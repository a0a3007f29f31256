use super::endpoints;
use crate::error::ClientResult;
use crate::http::HttpClient;
use crate::session::Session;
use crate::SirestClient;
use shared::models::{Product, ProductCreate, ProductUpdate, Role};
use shared::validation::{
    MAX_NAME_LEN, MAX_NOTE_LEN, validate_optional_text, validate_price, validate_required_text,
};

impl<C: HttpClient> SirestClient<C> {
    /// Catalog. Readable without a session (public menu).
    pub async fn list_products(&self, session: Option<&Session>) -> ClientResult<Vec<Product>> {
        self.fetch_or_default(endpoints::PRODUCTS, "products", session)
            .await
    }

    pub async fn create_product(
        &self,
        session: &Session,
        product: &ProductCreate,
    ) -> ClientResult<Product> {
        session.require_role(&[Role::Admin])?;
        validate_required_text(&product.name, "name", MAX_NAME_LEN)?;
        validate_required_text(&product.category, "category", MAX_NAME_LEN)?;
        validate_price(product.price, "price")?;
        validate_optional_text(&product.description, "description", MAX_NOTE_LEN)?;

        let created: Product = self
            .post_for(endpoints::PRODUCTS, "product", product, Some(session))
            .await?;
        tracing::info!(product_id = %created.id, name = %created.name, "Product created");
        Ok(created)
    }

    pub async fn update_product(
        &self,
        session: &Session,
        product_id: &str,
        update: &ProductUpdate,
    ) -> ClientResult<Product> {
        session.require_role(&[Role::Admin])?;
        if let Some(name) = &update.name {
            validate_required_text(name, "name", MAX_NAME_LEN)?;
        }
        if let Some(price) = update.price {
            validate_price(price, "price")?;
        }
        let endpoint = endpoints::item(endpoints::PRODUCTS, product_id);
        self.put_for(&endpoint, "product", update, Some(session)).await
    }

    pub async fn delete_product(&self, session: &Session, product_id: &str) -> ClientResult<()> {
        session.require_role(&[Role::Admin])?;
        let endpoint = endpoints::item(endpoints::PRODUCTS, product_id);
        let env: shared::response::Envelope = self.http().delete(&endpoint, Some(session)).await?;
        env.ensure_success()?;
        tracing::info!(product_id, "Product deleted");
        Ok(())
    }
}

###

REQUIREMENT: Return all lines from the entries that contain the string "info".

RESULT FOR THIS TASK:
        tracing::info!(product_id = %created.id, name = %created.name, "Product created");
        tracing::info!(product_id, "Product deleted");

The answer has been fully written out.